** What to do **
Give back an exact copy of the lines below, from the first through the line with "pub struct Page<T>"; please stop there.
• • • •
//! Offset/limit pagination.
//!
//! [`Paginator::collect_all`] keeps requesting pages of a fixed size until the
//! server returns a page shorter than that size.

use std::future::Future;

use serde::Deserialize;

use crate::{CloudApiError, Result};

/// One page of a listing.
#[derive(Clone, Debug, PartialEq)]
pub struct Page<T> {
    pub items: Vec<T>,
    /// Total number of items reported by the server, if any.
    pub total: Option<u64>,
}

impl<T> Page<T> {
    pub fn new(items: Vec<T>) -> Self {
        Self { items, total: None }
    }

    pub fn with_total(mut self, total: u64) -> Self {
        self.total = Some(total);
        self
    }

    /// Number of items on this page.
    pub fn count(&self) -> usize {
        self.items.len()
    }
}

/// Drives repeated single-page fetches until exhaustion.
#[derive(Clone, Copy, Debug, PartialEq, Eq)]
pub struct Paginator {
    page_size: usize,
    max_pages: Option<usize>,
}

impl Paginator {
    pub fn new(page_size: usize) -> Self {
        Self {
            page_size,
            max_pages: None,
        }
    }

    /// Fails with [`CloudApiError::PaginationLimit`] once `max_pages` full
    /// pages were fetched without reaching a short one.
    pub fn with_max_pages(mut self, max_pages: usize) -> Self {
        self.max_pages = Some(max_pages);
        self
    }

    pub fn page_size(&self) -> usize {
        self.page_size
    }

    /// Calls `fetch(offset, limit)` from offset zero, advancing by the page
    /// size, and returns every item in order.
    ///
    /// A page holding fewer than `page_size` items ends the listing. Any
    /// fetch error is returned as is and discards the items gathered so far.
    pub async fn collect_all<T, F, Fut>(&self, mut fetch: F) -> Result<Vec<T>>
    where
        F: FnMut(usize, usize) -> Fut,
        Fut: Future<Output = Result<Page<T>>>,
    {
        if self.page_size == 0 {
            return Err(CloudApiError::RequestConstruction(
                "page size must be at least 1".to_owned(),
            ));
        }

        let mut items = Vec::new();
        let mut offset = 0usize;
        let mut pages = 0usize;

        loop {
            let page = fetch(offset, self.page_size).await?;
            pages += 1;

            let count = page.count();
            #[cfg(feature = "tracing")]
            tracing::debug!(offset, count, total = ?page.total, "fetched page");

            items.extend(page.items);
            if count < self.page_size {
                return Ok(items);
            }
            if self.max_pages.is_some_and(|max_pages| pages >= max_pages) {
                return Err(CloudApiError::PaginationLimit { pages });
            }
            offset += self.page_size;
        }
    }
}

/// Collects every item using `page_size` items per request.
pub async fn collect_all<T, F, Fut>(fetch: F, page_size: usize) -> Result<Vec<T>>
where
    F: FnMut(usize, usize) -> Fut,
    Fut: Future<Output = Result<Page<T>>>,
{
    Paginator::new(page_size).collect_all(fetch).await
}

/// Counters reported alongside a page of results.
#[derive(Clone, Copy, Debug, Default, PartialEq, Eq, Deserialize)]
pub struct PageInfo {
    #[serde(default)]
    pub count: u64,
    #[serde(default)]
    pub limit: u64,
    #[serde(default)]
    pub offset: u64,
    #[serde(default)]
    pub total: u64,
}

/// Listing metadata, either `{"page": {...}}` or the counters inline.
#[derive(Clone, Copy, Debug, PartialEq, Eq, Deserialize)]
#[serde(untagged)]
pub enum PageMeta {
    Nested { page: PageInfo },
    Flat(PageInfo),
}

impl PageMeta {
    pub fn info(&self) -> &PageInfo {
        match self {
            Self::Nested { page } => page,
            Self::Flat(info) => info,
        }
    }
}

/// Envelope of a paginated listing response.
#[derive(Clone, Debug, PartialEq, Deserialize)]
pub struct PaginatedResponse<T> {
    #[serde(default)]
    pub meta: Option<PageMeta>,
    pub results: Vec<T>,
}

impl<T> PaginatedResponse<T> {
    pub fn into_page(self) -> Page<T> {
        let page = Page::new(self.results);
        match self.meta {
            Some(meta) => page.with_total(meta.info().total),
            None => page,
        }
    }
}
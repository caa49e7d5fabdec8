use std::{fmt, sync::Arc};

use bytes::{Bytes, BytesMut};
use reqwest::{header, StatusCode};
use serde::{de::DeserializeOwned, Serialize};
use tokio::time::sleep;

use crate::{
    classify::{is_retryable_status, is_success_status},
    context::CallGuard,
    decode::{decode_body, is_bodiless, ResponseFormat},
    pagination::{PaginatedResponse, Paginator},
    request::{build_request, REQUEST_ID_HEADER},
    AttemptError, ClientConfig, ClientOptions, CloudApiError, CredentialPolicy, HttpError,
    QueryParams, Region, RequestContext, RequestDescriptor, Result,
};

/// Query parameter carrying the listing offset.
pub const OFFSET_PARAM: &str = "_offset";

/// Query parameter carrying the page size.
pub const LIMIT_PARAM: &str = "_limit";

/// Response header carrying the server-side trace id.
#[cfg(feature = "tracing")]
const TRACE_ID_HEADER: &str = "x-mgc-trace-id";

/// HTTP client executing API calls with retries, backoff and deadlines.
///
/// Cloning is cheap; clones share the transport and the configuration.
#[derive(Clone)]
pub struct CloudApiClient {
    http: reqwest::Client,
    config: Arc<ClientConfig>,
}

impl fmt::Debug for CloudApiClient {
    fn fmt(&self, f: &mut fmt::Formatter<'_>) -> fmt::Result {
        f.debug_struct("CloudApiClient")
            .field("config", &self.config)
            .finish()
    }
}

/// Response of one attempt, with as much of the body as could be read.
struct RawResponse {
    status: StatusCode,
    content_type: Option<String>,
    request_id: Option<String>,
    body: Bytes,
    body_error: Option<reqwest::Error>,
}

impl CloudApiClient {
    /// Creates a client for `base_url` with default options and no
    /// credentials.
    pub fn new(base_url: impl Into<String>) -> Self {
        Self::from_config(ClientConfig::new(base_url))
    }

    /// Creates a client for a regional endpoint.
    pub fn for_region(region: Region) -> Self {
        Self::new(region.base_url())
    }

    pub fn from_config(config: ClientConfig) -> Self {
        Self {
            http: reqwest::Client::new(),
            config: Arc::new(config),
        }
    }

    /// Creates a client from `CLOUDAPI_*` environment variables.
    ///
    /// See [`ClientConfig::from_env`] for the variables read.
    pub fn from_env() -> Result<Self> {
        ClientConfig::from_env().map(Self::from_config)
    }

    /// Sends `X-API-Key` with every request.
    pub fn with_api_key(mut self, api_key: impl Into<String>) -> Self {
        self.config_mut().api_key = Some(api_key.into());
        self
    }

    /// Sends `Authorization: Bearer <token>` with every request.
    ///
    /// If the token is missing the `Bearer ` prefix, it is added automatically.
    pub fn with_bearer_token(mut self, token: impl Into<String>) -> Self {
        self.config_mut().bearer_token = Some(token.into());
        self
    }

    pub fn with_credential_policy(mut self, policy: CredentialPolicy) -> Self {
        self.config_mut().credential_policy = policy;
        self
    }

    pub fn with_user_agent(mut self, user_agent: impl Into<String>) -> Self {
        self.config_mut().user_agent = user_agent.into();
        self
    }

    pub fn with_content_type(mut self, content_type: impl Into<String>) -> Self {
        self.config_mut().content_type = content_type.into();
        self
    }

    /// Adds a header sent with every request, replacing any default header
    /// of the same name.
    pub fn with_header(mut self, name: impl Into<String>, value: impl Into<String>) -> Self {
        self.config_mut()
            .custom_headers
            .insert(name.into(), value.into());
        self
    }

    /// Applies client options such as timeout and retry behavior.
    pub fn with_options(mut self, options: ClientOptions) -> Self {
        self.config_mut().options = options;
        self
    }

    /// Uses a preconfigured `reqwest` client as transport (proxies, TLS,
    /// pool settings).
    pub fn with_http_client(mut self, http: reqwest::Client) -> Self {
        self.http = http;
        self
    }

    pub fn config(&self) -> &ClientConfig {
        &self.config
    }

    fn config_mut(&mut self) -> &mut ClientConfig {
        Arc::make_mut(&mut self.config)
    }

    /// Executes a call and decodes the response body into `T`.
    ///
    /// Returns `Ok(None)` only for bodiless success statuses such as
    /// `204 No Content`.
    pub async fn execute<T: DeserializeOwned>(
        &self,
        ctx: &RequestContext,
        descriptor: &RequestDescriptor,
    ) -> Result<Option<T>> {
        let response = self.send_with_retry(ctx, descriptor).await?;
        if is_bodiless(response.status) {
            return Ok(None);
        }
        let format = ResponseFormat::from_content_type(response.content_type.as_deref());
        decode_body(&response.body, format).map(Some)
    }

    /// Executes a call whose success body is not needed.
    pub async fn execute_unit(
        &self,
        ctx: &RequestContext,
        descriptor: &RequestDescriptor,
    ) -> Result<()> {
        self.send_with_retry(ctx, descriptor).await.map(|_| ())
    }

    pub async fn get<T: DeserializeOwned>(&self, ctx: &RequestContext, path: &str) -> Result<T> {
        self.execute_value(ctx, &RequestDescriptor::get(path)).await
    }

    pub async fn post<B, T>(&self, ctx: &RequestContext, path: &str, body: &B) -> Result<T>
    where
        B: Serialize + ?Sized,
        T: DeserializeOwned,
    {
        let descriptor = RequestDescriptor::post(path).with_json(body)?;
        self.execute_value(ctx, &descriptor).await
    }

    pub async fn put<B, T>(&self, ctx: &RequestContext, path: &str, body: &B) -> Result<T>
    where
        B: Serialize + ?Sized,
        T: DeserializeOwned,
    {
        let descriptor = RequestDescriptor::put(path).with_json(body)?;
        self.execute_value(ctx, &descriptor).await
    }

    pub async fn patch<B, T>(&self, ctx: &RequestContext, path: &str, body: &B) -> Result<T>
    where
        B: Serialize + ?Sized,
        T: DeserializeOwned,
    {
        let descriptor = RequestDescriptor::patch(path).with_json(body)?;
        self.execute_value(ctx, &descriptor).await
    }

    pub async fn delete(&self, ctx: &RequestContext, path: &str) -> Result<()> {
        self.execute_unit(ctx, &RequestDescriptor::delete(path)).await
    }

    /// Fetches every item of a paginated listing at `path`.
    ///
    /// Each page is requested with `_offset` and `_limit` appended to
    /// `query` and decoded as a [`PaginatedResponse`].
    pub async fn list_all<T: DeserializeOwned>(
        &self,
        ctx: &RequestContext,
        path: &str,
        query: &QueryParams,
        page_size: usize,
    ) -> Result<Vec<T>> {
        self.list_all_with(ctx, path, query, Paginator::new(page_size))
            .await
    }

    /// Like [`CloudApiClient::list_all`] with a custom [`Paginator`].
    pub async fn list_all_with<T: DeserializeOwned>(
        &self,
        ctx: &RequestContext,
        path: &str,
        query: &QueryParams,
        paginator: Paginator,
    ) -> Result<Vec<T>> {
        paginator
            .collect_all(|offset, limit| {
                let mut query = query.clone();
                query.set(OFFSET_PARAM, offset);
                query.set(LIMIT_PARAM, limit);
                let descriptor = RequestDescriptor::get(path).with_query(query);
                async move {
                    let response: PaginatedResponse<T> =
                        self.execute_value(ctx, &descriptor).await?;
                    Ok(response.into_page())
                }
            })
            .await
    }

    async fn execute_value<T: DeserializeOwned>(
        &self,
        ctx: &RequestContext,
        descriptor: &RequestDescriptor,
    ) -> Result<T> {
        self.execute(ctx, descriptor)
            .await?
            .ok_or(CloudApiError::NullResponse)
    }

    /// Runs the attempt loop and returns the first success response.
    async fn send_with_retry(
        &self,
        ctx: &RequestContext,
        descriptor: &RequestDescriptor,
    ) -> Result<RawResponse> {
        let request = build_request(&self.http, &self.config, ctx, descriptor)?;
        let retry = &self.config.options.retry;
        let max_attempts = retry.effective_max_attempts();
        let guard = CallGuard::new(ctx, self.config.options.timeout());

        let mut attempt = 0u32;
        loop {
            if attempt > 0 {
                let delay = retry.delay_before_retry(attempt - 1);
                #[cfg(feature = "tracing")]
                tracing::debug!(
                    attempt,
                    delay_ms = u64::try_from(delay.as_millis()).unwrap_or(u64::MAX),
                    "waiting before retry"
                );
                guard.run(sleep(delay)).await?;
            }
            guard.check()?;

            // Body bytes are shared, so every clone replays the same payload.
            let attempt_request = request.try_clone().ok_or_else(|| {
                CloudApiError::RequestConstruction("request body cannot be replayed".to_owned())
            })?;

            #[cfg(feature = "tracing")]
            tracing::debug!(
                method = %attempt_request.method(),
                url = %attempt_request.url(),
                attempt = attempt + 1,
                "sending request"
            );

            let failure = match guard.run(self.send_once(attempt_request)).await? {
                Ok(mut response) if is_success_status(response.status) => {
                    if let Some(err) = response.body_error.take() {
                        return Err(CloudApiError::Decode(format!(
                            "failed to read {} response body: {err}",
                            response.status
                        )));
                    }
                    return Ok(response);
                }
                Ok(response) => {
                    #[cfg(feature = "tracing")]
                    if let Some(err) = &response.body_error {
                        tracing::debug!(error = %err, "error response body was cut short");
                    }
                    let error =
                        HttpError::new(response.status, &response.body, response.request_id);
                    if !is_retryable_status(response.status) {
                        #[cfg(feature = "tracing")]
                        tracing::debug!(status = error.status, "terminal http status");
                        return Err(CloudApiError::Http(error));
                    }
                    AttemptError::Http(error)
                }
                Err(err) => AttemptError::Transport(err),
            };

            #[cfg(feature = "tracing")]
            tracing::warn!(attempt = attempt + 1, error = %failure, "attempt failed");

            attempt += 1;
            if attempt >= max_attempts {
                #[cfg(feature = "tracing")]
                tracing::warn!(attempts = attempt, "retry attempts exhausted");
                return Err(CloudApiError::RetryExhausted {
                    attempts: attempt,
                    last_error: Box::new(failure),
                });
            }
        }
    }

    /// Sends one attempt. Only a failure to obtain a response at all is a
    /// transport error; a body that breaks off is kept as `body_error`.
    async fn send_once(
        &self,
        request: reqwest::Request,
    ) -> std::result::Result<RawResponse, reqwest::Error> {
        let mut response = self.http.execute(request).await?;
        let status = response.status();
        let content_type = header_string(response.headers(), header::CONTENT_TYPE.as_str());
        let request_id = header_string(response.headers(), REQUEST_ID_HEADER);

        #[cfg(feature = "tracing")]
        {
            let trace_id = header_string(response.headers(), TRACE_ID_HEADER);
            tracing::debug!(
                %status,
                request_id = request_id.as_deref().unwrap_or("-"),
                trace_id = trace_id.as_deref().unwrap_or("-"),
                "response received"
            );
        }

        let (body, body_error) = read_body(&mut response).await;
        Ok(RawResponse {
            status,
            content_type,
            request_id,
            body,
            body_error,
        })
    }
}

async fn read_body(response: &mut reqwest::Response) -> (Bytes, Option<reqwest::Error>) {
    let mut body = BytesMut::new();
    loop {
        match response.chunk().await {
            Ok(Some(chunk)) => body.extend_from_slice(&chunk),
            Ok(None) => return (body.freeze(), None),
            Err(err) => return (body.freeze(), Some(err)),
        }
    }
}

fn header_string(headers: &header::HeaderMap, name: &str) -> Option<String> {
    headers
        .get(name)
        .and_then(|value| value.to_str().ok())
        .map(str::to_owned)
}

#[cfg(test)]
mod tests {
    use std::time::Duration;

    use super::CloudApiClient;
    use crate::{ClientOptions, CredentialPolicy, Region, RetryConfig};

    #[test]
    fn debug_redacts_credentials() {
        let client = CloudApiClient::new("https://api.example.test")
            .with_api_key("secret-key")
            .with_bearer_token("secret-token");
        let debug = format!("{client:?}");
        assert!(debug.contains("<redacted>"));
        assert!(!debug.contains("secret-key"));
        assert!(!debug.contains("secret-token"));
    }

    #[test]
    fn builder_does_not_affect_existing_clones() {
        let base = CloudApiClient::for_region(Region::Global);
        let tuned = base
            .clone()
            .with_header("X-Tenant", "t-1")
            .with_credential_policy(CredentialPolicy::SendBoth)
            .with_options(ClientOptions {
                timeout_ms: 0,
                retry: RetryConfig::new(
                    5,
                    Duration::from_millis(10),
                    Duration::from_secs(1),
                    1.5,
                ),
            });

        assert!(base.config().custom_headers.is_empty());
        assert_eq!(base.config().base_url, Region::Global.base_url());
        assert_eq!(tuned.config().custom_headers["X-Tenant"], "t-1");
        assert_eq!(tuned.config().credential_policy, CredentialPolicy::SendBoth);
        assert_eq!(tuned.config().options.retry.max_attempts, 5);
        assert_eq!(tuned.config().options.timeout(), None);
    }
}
• • • •
** The completed task **
//! Offset/limit pagination.
//!
//! [`Paginator::collect_all`] keeps requesting pages of a fixed size until the
//! server returns a page shorter than that size.

use std::future::Future;

use serde::Deserialize;

use crate::{CloudApiError, Result};

/// One page of a listing.
#[derive(Clone, Debug, PartialEq)]
pub struct Page<T> {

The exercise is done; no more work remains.